(Data items)
....................
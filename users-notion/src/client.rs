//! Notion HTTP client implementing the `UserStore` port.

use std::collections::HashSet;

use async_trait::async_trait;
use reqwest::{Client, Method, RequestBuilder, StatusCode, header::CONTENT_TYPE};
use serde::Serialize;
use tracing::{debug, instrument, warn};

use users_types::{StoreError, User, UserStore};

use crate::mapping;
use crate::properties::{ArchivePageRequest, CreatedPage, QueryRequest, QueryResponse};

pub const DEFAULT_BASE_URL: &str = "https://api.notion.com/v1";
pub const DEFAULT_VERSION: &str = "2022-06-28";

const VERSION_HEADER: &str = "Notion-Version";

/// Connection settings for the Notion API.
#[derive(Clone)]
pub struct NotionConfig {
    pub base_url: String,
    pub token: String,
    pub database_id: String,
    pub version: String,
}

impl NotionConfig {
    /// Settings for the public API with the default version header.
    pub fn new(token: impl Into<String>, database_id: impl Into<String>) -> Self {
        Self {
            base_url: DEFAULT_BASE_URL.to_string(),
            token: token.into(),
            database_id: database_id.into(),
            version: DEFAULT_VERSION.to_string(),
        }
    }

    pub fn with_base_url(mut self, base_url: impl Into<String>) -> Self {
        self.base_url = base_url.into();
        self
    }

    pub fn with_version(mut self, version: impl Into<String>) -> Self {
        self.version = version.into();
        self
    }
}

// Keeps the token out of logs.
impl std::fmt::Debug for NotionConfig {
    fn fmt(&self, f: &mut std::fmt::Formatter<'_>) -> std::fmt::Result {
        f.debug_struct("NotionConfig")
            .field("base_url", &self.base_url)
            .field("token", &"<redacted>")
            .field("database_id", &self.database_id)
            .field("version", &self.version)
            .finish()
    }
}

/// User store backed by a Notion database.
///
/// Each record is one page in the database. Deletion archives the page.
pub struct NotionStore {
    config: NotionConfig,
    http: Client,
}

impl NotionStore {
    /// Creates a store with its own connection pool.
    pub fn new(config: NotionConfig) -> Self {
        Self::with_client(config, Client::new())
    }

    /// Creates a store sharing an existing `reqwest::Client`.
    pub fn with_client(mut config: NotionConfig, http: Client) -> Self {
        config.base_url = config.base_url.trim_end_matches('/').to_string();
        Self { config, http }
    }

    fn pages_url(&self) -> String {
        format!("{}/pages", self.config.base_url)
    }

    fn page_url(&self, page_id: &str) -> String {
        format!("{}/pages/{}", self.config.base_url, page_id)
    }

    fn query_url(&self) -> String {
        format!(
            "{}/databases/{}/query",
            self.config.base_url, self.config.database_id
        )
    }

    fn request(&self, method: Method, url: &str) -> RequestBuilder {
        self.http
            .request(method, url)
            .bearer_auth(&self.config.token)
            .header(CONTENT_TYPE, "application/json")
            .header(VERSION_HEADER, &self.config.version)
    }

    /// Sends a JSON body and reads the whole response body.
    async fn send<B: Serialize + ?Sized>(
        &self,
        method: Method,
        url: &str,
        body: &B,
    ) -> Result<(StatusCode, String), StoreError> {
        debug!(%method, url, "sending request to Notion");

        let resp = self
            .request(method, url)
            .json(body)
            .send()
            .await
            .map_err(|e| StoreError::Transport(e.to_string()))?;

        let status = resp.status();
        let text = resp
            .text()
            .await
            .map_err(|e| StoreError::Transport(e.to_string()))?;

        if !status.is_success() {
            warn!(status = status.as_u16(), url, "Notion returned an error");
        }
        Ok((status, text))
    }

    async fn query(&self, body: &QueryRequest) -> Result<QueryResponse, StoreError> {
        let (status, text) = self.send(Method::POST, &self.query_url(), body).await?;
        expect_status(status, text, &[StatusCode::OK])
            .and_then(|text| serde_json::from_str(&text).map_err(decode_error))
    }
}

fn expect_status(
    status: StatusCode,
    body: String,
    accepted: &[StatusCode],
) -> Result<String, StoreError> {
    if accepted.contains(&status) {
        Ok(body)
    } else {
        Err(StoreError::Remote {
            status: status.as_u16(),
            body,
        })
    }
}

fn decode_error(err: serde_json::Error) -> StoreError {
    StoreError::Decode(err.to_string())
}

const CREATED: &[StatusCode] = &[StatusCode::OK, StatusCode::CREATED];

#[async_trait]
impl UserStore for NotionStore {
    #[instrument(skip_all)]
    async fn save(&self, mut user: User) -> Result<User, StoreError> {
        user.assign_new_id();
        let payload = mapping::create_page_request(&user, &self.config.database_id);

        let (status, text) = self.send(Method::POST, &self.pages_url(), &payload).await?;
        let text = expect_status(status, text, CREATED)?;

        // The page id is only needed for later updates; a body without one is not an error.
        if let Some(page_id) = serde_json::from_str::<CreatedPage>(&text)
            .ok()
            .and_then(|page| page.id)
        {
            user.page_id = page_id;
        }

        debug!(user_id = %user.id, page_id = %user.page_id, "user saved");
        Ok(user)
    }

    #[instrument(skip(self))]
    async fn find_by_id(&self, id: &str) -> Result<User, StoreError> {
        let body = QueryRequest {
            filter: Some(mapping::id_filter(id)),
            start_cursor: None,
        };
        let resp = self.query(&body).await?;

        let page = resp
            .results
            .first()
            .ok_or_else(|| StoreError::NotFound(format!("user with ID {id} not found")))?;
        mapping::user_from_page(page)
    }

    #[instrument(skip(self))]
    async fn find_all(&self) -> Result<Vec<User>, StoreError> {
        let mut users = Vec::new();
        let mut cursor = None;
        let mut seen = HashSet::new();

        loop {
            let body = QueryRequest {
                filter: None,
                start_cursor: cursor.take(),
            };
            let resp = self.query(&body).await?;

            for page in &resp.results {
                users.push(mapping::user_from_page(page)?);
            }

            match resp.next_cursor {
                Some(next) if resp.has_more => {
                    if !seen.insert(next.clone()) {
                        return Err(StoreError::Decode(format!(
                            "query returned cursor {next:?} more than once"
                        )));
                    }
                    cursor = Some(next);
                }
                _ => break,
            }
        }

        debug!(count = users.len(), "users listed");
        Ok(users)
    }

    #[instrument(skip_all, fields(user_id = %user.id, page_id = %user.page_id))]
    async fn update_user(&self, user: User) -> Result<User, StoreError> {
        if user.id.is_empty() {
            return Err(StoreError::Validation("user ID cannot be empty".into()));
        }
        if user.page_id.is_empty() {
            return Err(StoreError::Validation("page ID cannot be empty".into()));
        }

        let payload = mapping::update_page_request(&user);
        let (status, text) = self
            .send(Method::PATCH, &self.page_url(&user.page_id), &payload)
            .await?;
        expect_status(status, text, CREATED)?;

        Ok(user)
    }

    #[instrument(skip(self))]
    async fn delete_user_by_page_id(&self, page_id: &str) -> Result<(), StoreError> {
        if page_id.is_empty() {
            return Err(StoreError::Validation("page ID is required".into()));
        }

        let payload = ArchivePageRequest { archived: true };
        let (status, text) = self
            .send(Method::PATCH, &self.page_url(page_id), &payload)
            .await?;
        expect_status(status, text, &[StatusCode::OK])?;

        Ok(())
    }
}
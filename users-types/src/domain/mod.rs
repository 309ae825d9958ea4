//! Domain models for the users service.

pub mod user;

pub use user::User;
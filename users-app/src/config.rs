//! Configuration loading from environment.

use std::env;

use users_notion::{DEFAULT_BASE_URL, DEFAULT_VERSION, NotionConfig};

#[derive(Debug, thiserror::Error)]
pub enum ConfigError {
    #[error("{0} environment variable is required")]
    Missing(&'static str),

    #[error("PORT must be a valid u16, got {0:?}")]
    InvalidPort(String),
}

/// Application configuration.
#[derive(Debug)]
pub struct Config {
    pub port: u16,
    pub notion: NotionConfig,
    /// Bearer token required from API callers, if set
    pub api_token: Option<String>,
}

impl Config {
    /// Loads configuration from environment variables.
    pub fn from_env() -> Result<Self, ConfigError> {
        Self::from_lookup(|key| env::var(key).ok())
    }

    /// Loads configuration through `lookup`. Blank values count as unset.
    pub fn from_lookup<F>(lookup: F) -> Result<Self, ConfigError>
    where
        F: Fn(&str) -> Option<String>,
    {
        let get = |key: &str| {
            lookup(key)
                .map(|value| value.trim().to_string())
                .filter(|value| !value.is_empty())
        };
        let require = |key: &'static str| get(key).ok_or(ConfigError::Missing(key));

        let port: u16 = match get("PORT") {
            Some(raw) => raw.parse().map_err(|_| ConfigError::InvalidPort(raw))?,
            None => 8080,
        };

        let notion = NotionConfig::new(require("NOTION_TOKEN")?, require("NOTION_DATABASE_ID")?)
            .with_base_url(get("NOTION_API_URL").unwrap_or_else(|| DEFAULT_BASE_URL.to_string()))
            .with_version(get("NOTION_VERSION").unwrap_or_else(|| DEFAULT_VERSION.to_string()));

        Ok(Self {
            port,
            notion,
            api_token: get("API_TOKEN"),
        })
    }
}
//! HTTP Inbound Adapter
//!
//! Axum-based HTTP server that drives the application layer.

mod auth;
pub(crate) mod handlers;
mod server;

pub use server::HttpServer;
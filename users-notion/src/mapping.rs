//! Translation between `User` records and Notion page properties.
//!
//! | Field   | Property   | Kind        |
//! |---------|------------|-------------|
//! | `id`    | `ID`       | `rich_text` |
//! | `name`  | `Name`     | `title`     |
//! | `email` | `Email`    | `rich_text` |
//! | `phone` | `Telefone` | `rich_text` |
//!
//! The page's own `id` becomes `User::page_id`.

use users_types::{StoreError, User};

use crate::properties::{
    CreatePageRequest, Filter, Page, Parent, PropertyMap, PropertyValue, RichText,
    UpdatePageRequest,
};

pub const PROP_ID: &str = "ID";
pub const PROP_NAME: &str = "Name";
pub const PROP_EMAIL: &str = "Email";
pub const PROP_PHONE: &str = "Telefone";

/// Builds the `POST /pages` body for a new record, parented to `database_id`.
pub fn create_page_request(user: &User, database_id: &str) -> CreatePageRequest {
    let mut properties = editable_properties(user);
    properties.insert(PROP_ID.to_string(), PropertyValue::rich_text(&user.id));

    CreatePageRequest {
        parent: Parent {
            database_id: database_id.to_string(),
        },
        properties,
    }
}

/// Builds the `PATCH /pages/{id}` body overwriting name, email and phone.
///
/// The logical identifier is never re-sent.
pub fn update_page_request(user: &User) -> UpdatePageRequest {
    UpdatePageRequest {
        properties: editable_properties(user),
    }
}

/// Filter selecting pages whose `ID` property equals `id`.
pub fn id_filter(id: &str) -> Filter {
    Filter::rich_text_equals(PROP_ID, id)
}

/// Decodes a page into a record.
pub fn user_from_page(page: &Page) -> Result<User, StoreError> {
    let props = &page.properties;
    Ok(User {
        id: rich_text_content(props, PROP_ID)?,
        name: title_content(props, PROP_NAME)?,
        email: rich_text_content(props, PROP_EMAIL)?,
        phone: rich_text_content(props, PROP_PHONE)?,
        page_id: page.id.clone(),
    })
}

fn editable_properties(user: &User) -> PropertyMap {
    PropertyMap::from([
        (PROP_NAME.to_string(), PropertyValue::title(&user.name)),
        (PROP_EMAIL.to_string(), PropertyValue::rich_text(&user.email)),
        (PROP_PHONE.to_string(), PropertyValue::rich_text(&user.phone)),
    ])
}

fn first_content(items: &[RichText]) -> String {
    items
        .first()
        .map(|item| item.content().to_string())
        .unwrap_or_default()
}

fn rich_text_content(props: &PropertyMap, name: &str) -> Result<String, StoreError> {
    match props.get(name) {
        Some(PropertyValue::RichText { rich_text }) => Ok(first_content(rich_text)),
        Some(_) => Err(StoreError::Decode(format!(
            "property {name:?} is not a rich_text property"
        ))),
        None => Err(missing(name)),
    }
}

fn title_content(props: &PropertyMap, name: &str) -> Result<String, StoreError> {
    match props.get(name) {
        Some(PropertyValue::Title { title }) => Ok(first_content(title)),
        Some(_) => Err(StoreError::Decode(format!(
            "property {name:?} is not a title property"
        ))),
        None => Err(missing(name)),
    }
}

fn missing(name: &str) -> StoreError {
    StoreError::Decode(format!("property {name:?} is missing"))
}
....................
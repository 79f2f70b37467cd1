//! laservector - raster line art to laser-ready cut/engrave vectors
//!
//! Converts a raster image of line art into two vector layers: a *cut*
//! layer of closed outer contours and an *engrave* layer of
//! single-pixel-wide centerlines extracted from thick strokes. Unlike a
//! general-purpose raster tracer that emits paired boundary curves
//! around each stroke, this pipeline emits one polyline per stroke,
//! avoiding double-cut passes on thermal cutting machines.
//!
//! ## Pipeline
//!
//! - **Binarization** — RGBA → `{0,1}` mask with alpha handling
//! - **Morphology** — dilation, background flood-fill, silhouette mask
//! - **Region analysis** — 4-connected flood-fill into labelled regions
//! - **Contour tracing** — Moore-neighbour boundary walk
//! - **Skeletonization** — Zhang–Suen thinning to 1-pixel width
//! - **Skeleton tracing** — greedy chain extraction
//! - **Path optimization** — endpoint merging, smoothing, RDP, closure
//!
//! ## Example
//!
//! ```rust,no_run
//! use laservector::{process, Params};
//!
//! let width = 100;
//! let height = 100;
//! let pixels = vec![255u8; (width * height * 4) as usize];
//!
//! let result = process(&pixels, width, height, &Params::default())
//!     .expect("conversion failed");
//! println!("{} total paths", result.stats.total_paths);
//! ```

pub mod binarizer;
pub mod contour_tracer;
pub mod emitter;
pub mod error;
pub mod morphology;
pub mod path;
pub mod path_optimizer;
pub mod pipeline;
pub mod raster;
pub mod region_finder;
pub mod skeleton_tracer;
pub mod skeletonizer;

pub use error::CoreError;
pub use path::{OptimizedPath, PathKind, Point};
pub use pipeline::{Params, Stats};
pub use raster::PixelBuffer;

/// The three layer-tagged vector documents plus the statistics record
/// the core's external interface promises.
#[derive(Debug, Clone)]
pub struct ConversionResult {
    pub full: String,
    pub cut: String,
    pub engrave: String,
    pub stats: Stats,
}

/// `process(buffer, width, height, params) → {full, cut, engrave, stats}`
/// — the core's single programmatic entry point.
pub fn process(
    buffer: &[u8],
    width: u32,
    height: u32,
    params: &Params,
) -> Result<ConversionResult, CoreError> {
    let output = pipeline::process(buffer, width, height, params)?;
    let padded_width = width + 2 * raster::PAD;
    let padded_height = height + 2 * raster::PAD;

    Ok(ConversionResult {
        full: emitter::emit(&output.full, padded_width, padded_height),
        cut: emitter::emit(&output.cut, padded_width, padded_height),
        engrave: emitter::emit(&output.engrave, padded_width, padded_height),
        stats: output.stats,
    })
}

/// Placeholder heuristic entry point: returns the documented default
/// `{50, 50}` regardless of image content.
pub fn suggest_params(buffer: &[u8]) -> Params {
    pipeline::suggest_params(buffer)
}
....................
● **PROBLEM STATEMENT**:
Tell me how many lines in the entries contain the string "output", and give nothing besides that number.

● **EXPECTED ANSWER**:
5